To date, about 35 DNA or RNA viruses have been modified as VIGS vectors (Senthil-Kumar and Mysore, 2011a). The VIGS vector resources available for crop plants are listed in Supplementary Table 1. Interestingly, the ability of certain viruses to infect a large number of host plants enabled the use of a single VIGS vector for gene silencing in several plant species (Robertson, 2004). For example, Tobacco rattle virus (TRV)-based VIGS vector is one of the most widely used VIGS vectors due to its ability to infect a wide range of host plants, systemic spread throughout the host plant including meristem, and lack of severe virus-associated symptoms in the infected plant (Valentine et al., 2004; Martín-Hernández and Baulcombe, 2008). TRV is a positive single stranded RNA virus with bipartite genome (RNA1 and RNA2). The RNA1 contains genes encoding RNA-dependent RNA polymerase, movement protein and 16K cysteine rich protein (Macfarlane, 1999). The RNA2 contains gene encoding coat protein and restriction sites for cloning the gene of interest (Liu et al., 2002b). Successful TRV-based VIGS requires infiltration of both RNA1 and RNA2 components. The TRV-based vector has been successfully demonstrated in functional analysis of abiotic-stress-responsive genes in model plants like Nicotiana benthamiana (Senthil-Kumar et al., 2007) and crop plants like tomato (Solanum lycopersicum and S. pimpinellifolium) (Senthil-Kumar and Udayakumar, 2006; Li et al., 2013; Virk et al., 2013), chili pepper (Capsicum annuum) (Lee et al., 2010; Choi and Hwang, 2012; Lim and Lee, 2014) and rose (Rosa hybrid) (Dai et al., 2012; Liu et al., 2013; Jiang et al., 2014).

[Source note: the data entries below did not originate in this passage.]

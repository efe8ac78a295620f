use diesel::dsl::exists;
use diesel::prelude::*;
use uuid::Uuid;

use crate::db::DbPool;
use crate::domain::errors::DomainError;
use crate::domain::ports::UserRepository;
use crate::domain::user::{NewUser, Role, User, UserCredentials};
use crate::schema::users;

use super::models::{NewUserRow, UserRow};

#[derive(Clone)]
pub struct DieselUserRepository {
    pool: DbPool,
}

impl DieselUserRepository {
    pub fn new(pool: DbPool) -> Self {
        Self { pool }
    }
}

fn to_credentials(row: UserRow) -> Result<UserCredentials, DomainError> {
    let role = row
        .role
        .parse::<Role>()
        .map_err(|_| DomainError::Internal(format!("user {} has role {}", row.id, row.role)))?;
    Ok(UserCredentials {
        user: User {
            id: row.id,
            username: row.username,
            role,
            created_at: row.created_at,
        },
        password_hash: row.password_hash,
    })
}

impl UserRepository for DieselUserRepository {
    fn create(&self, user: NewUser) -> Result<User, DomainError> {
        let mut conn = self.pool.get()?;
        let row = diesel::insert_into(users::table)
            .values(&NewUserRow {
                id: Uuid::new_v4(),
                username: user.username,
                password_hash: user.password_hash,
                role: user.role.as_str().to_string(),
            })
            .returning(UserRow::as_returning())
            .get_result(&mut conn)?;
        Ok(to_credentials(row)?.user)
    }

    fn find_credentials(&self, username: &str) -> Result<Option<UserCredentials>, DomainError> {
        let mut conn = self.pool.get()?;
        let row = users::table
            .filter(users::username.eq(username))
            .select(UserRow::as_select())
            .first(&mut conn)
            .optional()?;
        row.map(to_credentials).transpose()
    }

    fn username_exists(&self, username: &str) -> Result<bool, DomainError> {
        let mut conn = self.pool.get()?;
        Ok(diesel::select(exists(
            users::table.filter(users::username.eq(username)),
        ))
        .get_result(&mut conn)?)
    }

    fn list(&self) -> Result<Vec<User>, DomainError> {
        let mut conn = self.pool.get()?;
        users::table
            .select(UserRow::as_select())
            .order(users::created_at.desc())
            .load(&mut conn)?
            .into_iter()
            .map(|row| to_credentials(row).map(|c| c.user))
            .collect()
    }

    fn count(&self) -> Result<i64, DomainError> {
        let mut conn = self.pool.get()?;
        Ok(users::table.count().get_result(&mut conn)?)
    }
}
use argon2::password_hash::rand_core::OsRng;
use argon2::password_hash::SaltString;
use argon2::{Argon2, PasswordHash, PasswordHasher, PasswordVerifier};

/// Hashes `password` into an argon2 PHC string with a fresh salt.
pub fn hash_password(password: &str) -> Result<String, argon2::password_hash::Error> {
    let salt = SaltString::generate(&mut OsRng);
    let hash = Argon2::default().hash_password(password.as_bytes(), &salt)?;
    Ok(hash.to_string())
}

/// `false` on mismatch and on unparsable hashes.
pub fn verify_password(password: &str, hash: &str) -> bool {
    let Ok(parsed) = PasswordHash::new(hash) else {
        return false;
    };
    Argon2::default()
        .verify_password(password.as_bytes(), &parsed)
        .is_ok()
}
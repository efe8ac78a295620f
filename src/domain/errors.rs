use thiserror::Error;

#[derive(Debug, Error)]
pub enum DomainError {
    /// Malformed id, missing field, empty item list, unknown enum value.
    #[error("{0}")]
    Validation(String),
    /// A referenced product or menu is missing, or a product is unavailable.
    #[error("{0}")]
    Resolution(String),
    /// The caller's role may reach the target status but the order is not in
    /// the required source status.
    #[error("{0}")]
    InvalidTransition(String),
    #[error("{0}")]
    Unauthorized(String),
    #[error("{0}")]
    Forbidden(String),
    #[error("{0} not found")]
    NotFound(&'static str),
    #[error("{0}")]
    Conflict(String),
    #[error("Internal error: {0}")]
    Internal(String),
}

impl DomainError {
    pub fn validation(msg: impl Into<String>) -> Self {
        DomainError::Validation(msg.into())
    }

    pub fn forbidden(msg: impl Into<String>) -> Self {
        DomainError::Forbidden(msg.into())
    }
}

Another source of VIGS vectors used for silencing of abiotic stress genes are the novel two-component system based on satellite-viruses along with helper viruses. In nature satellite-viruses are totally dependent on other viruses for replication (Tao and Zhou, 2004; Cai et al., 2007). An example of the DNA virus based two-component system is a satellite-virus-based vector, DNAβ, which was used along with Tomato yellow leaf curl china virus (TYLCCNV) as a helper virus to study the genes involved in abiotic stress responses in tomato (He et al., 2008; Guo et al., 2010). DNAβ satellite virus is devoid of the undesired effects of virus infection and instead functions to deliver the target gene fragment. RNA virus based VIGS systems with satellite and helper RNAs have also been developed. Here the satellite virus vector helps to deliver RNA into plants and the helper viruses supply replication and movement proteins. The advantage of two-component system is, it produces stronger silencing phenotypes compared to the satellite viruses alone (Gosselé et al., 2002).
In contrast to dicotyledonous plants, monocotyledonous plants have only a few VIGS vectors to date (Scofield and Nelson, 2009; Hema et al., 2013). Among these, the Barley stripe mosaic virus (BSMV)-based vector is the most widely used VIGS vector for functional analysis of abiotic stress genes in wheat (Triticum aestivum) (Kuzuoglu-Ozturk et al., 2012; Kang et al., 2013; Manmathan et al., 2013) and barley (Hordeum vulgare) (Liang et al., 2012). The availability of other vector resources and the potential of VIGS in monocotyledonous species have been comprehensively reviewed recently (Scofield and Nelson, 2009; Hema et al., 2013).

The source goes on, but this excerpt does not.